- [Exercise directions]
Exactly as they stand, the data below are to be printed again.

- [Given information]
pub use document::DocumentAnnotationMarks;
pub use view::View;

pub(crate) use record::{FsBody, FsRecord};

use crate::core::error::{Error, GraphError, Result, TypeSystemError};
use crate::index::{IndexRepository, Span};
use crate::system::metrics::Metrics;
use crate::types::builtin::{
    self, ANNOTATION_SLOT_BEGIN, ANNOTATION_SLOT_END, ANNOTATION_SLOT_SOFA, INITIAL_VIEW_NAME,
    SOFA_SLOT_ID, SOFA_SLOT_NUM,
};
use crate::types::value::array_element_name;
use crate::types::{ArrayData, Feature, FsId, TypeId, TypeKind, TypeSystem, Value};
use std::collections::HashMap;
use std::sync::Arc;
use tracing::debug;

/// Typed, mutable graph of feature structures bound to one type system
#[derive(Clone, Debug)]
pub struct Cas {
    type_system: Arc<TypeSystem>,
    records: Vec<FsRecord>,
    views: Vec<View>,
    view_names: HashMap<String, usize>,
    sofa_views: HashMap<FsId, usize>,
}
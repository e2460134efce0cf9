//! Property-based tests for the int set, span relations and index order

use cas_graph::types::builtin::{ANNOTATION, INITIAL_VIEW_NAME};
use cas_graph::{AdaptiveIntSet, Cas, Span, TypeSystem};
use proptest::prelude::*;
use std::collections::BTreeSet;
use std::sync::Arc;

#[derive(Debug, Clone)]
enum Op {
    Add(u32),
    Remove(u32),
}

/// Values mixing a small dense range with a cluster far from zero, so both
/// forms and the offset get exercised
fn value() -> impl Strategy<Value = u32> {
    prop_oneof![0u32..512, 1_000_000u32..1_000_400, any::<u32>()]
}

fn op() -> impl Strategy<Value = Op> {
    prop_oneof![3 => value().prop_map(Op::Add), 1 => value().prop_map(Op::Remove)]
}

fn span() -> impl Strategy<Value = Span> {
    (0i32..50, 0i32..20).prop_map(|(begin, len)| Span::new(begin, begin + len))
}

fn non_empty_span() -> impl Strategy<Value = Span> {
    (0i32..50, 1i32..20).prop_map(|(begin, len)| Span::new(begin, begin + len))
}

proptest! {
    #[test]
    fn prop_int_set_matches_model(ops in prop::collection::vec(op(), 0..300)) {
        let mut set = AdaptiveIntSet::new();
        let mut model = BTreeSet::new();
        for op in ops {
            match op {
                Op::Add(v) => prop_assert_eq!(set.add(v), model.insert(v)),
                Op::Remove(v) => prop_assert_eq!(set.remove(v), model.remove(&v)),
            }
            prop_assert_eq!(set.len(), model.len());
        }

        let expected: Vec<u32> = model.iter().copied().collect();
        prop_assert_eq!(set.to_ordered_vec(), expected.clone());
        prop_assert_eq!(set.ordered_iter().collect::<Vec<_>>(), expected.clone());

        let mut unordered = set.to_unordered_vec();
        unordered.sort_unstable();
        prop_assert_eq!(unordered, expected);

        for v in &model {
            prop_assert!(set.contains(*v));
        }
    }

    #[test]
    fn prop_relations_are_symmetric(a in span(), b in span()) {
        prop_assert_eq!(a.overlaps(&b), b.overlaps(&a));
        prop_assert_eq!(a.covers(&b), b.covered_by(&a));
        prop_assert_eq!(a.left_of(&b), b.right_of(&a));
        prop_assert_eq!(a.overlaps_left(&b), b.overlaps_right(&a));
    }

    #[test]
    fn prop_left_right_overlap_trichotomy(a in non_empty_span(), b in non_empty_span()) {
        let holding = [a.left_of(&b), a.right_of(&b), a.overlaps(&b)]
            .iter()
            .filter(|&&x| x)
            .count();
        prop_assert_eq!(holding, 1);
    }

    #[test]
    fn prop_select_is_sorted_by_begin_then_longest(spans in prop::collection::vec(span(), 0..40)) {
        let mut ts = TypeSystem::new();
        ts.commit().unwrap();
        let mut cas = Cas::new(Arc::new(ts)).unwrap();
        cas.set_document_text(INITIAL_VIEW_NAME, &"x".repeat(80)).unwrap();

        for s in &spans {
            let id = cas.create_instance(ANNOTATION).unwrap();
            cas.set_span(id, *s).unwrap();
            cas.add_to_indexes(id, INITIAL_VIEW_NAME).unwrap();
        }

        let selected: Vec<Span> = cas
            .select(INITIAL_VIEW_NAME, ANNOTATION)
            .into_iter()
            .map(|id| cas.span(id).unwrap())
            .collect();
        prop_assert_eq!(selected.len(), spans.len() + 1);
        for pair in selected.windows(2) {
            let (x, y) = (pair[0], pair[1]);
            prop_assert!(x.begin < y.begin || (x.begin == y.begin && x.end >= y.end));
        }
    }
}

- [Response for this exercise]
pub use document::DocumentAnnotationMarks;
pub use view::View;

pub(crate) use record::{FsBody, FsRecord};

use crate::core::error::{Error, GraphError, Result, TypeSystemError};
use crate::index::{IndexRepository, Span};
use crate::system::metrics::Metrics;
use crate::types::builtin::{
    self, ANNOTATION_SLOT_BEGIN, ANNOTATION_SLOT_END, ANNOTATION_SLOT_SOFA, INITIAL_VIEW_NAME,
    SOFA_SLOT_ID, SOFA_SLOT_NUM,
};
use crate::types::value::array_element_name;
use crate::types::{ArrayData, Feature, FsId, TypeId, TypeKind, TypeSystem, Value};
use std::collections::HashMap;
use std::sync::Arc;
use tracing::debug;

/// Typed, mutable graph of feature structures bound to one type system
#[derive(Clone, Debug)]
pub struct Cas {
    type_system: Arc<TypeSystem>,
    records: Vec<FsRecord>,
    views: Vec<View>,
    view_names: HashMap<String, usize>,
    sofa_views: HashMap<FsId, usize>,
}
repository e2460134efce0cf9
//! Property-based tests for the int set, span relations and index order

use cas_graph::types::builtin::{ANNOTATION, INITIAL_VIEW_NAME};
use cas_graph::{AdaptiveIntSet, Cas, Span, TypeSystem};
use proptest::prelude::*;
use std::collections::BTreeSet;
use std::sync::Arc;

#[derive(Debug, Clone)]
enum Op {
    Add(u32),
    Remove(u32),
}

/// Values mixing a small dense range with a cluster far from zero, so both
/// forms and the offset get exercised
fn value() -> impl Strategy<Value = u32> {
    prop_oneof![0u32..512, 1_000_000u32..1_000_400, any::<u32>()]
}

fn op() -> impl Strategy<Value = Op> {
    prop_oneof![3 => value().prop_map(Op::Add), 1 => value().prop_map(Op::Remove)]
}

fn span() -> impl Strategy<Value = Span> {
    (0i32..50, 0i32..20).prop_map(|(begin, len)| Span::new(begin, begin + len))
}

fn non_empty_span() -> impl Strategy<Value = Span> {
    (0i32..50, 1i32..20).prop_map(|(begin, len)| Span::new(begin, begin + len))
}

proptest! {
    #[test]
    fn prop_int_set_matches_model(ops in prop::collection::vec(op(), 0..300)) {
        let mut set = AdaptiveIntSet::new();
        let mut model = BTreeSet::new();
        for op in ops {
            match op {
                Op::Add(v) => prop_assert_eq!(set.add(v), model.insert(v)),
                Op::Remove(v) => prop_assert_eq!(set.remove(v), model.remove(&v)),
            }
            prop_assert_eq!(set.len(), model.len());
        }

        let expected: Vec<u32> = model.iter().copied().collect();
        prop_assert_eq!(set.to_ordered_vec(), expected.clone());
        prop_assert_eq!(set.ordered_iter().collect::<Vec<_>>(), expected.clone());

        let mut unordered = set.to_unordered_vec();
        unordered.sort_unstable();
        prop_assert_eq!(unordered, expected);

        for v in &model {
            prop_assert!(set.contains(*v));
        }
    }

    #[test]
    fn prop_relations_are_symmetric(a in span(), b in span()) {
        prop_assert_eq!(a.overlaps(&b), b.overlaps(&a));
        prop_assert_eq!(a.covers(&b), b.covered_by(&a));
        prop_assert_eq!(a.left_of(&b), b.right_of(&a));
        prop_assert_eq!(a.overlaps_left(&b), b.overlaps_right(&a));
    }

    #[test]
    fn prop_left_right_overlap_trichotomy(a in non_empty_span(), b in non_empty_span()) {
        let holding = [a.left_of(&b), a.right_of(&b), a.overlaps(&b)]
            .iter()
            .filter(|&&x| x)
            .count();
        prop_assert_eq!(holding, 1);
    }

    #[test]
    fn prop_select_is_sorted_by_begin_then_longest(spans in prop::collection::vec(span(), 0..40)) {
        let mut ts = TypeSystem::new();
        ts.commit().unwrap();
        let mut cas = Cas::new(Arc::new(ts)).unwrap();
        cas.set_document_text(INITIAL_VIEW_NAME, &"x".repeat(80)).unwrap();

        for s in &spans {
            let id = cas.create_instance(ANNOTATION).unwrap();
            cas.set_span(id, *s).unwrap();
            cas.add_to_indexes(id, INITIAL_VIEW_NAME).unwrap();
        }

        let selected: Vec<Span> = cas
            .select(INITIAL_VIEW_NAME, ANNOTATION)
            .into_iter()
            .map(|id| cas.span(id).unwrap())
            .collect();
        prop_assert_eq!(selected.len(), spans.len() + 1);
        for pair in selected.windows(2) {
            let (x, y) = (pair[0], pair[1]);
            prop_assert!(x.begin < y.begin || (x.begin == y.begin && x.end >= y.end));
        }
    }
}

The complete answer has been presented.